• _WORK TO COMPLETE_:
Return all lines of the data in which the string "native" occurs.

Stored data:
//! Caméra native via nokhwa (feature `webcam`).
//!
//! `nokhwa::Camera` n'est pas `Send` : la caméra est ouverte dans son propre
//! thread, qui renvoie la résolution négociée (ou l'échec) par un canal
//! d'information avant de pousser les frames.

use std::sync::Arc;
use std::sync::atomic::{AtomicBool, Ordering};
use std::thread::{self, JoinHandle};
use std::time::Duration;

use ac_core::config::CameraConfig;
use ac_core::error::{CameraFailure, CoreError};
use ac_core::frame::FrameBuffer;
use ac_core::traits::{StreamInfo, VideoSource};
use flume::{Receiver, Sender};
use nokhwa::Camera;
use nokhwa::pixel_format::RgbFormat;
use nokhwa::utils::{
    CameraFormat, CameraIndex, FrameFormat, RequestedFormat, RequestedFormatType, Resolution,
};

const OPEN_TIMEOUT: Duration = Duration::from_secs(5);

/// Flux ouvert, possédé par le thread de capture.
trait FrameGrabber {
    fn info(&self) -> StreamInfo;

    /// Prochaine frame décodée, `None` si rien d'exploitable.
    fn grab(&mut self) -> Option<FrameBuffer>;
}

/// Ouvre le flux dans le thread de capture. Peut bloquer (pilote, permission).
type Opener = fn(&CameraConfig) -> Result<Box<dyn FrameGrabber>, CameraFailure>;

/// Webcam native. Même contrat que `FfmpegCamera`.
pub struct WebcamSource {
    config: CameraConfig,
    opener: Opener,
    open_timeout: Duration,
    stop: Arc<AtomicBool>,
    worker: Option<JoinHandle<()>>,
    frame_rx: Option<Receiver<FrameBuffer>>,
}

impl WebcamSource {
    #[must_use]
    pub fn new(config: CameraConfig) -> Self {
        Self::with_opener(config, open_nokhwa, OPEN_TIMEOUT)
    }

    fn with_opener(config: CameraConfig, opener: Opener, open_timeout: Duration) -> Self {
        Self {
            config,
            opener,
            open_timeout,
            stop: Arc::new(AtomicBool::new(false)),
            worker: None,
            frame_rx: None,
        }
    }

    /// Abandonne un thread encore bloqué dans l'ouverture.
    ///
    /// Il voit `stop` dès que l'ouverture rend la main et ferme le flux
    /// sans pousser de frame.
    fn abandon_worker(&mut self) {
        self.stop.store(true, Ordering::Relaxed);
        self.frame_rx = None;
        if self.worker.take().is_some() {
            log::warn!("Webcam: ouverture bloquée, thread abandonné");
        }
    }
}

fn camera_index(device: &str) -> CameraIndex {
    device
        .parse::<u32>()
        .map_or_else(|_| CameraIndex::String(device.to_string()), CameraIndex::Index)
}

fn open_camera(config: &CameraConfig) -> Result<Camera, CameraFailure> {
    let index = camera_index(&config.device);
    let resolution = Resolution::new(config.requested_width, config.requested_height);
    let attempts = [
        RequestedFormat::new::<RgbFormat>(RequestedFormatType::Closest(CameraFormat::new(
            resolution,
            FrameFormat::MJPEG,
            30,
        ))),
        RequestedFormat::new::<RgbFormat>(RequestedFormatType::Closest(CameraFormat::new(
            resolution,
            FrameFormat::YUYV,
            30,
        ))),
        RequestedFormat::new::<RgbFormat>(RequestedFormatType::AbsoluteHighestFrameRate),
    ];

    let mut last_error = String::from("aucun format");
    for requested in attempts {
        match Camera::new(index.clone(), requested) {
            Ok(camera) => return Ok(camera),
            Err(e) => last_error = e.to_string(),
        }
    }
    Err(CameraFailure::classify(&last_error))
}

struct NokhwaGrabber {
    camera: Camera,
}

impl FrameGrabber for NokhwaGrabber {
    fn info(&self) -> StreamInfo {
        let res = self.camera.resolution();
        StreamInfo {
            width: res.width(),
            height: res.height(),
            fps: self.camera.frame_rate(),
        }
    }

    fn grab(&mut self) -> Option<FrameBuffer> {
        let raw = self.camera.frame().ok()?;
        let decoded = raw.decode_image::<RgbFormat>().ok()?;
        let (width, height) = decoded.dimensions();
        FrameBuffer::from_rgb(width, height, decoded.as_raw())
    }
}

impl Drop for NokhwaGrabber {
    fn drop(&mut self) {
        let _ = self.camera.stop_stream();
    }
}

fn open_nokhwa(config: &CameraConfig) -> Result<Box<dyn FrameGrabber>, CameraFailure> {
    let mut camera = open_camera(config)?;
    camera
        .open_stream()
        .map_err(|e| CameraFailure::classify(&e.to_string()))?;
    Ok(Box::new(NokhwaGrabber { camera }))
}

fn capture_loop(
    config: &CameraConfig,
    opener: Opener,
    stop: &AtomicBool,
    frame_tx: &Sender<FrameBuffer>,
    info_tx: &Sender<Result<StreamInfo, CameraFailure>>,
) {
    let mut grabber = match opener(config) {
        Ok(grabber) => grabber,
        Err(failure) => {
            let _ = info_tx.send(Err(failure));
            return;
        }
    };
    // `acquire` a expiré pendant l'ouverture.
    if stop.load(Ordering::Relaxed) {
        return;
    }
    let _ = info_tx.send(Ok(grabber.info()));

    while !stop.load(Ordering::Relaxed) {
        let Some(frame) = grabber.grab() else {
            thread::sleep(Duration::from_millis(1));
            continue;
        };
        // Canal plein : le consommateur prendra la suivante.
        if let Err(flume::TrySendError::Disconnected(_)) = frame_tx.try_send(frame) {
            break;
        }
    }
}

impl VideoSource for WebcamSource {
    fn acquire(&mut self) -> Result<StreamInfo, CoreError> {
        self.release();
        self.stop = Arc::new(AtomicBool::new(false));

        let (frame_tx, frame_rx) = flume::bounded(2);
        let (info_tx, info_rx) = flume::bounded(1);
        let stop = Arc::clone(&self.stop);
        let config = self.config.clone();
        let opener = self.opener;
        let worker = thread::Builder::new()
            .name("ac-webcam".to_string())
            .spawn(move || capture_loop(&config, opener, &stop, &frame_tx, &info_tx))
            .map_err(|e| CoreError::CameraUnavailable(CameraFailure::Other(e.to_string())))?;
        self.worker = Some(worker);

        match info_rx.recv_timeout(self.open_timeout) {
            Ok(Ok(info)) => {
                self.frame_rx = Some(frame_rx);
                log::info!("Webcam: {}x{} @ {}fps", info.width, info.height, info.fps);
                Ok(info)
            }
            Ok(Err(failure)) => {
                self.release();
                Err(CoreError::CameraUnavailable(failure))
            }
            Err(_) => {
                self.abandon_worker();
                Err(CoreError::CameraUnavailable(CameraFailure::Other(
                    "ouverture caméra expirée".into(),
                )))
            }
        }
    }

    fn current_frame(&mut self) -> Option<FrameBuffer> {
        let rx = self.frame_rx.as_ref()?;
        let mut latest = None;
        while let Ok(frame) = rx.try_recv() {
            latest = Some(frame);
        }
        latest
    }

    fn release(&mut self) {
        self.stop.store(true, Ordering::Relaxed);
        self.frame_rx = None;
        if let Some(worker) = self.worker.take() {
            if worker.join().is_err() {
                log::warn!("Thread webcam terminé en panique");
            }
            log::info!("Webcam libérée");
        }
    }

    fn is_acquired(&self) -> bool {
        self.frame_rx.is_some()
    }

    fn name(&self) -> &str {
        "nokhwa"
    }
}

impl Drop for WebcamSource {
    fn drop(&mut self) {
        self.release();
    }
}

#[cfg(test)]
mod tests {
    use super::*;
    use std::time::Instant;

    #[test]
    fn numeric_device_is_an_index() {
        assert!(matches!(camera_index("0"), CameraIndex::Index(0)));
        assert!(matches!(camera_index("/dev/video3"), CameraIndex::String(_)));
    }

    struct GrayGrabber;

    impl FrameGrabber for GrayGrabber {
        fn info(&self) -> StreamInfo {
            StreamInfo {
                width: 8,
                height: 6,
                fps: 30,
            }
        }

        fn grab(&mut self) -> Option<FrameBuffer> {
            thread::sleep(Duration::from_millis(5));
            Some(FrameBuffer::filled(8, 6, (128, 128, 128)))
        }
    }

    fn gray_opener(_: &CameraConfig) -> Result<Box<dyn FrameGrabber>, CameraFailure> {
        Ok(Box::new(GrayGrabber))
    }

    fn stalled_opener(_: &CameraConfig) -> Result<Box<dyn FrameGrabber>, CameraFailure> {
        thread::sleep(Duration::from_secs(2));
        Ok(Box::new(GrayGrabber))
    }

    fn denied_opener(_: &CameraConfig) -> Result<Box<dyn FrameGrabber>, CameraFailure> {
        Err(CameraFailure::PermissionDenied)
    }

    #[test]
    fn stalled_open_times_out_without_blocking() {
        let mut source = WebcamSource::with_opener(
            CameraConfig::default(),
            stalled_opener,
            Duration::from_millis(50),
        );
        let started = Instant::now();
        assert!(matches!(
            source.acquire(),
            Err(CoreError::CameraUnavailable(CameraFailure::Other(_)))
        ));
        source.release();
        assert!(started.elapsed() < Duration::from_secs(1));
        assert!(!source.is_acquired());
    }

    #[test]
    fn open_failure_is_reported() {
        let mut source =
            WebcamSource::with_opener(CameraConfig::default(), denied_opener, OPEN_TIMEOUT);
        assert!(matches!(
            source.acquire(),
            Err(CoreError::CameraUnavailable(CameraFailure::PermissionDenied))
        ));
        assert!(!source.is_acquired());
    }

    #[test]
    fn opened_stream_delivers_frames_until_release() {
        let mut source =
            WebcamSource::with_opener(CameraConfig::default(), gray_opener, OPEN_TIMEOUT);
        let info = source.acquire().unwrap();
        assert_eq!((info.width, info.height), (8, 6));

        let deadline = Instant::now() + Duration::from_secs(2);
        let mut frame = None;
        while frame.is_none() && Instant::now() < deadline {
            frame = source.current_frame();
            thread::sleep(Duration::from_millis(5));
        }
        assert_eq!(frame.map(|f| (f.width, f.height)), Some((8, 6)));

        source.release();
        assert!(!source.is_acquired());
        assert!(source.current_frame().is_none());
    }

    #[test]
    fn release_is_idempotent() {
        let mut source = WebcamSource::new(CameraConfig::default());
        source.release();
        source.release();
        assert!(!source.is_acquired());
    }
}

• _FINAL ANSWER_:
//! Caméra native via nokhwa (feature `webcam`).
/// Webcam native. Même contrat que `FfmpegCamera`.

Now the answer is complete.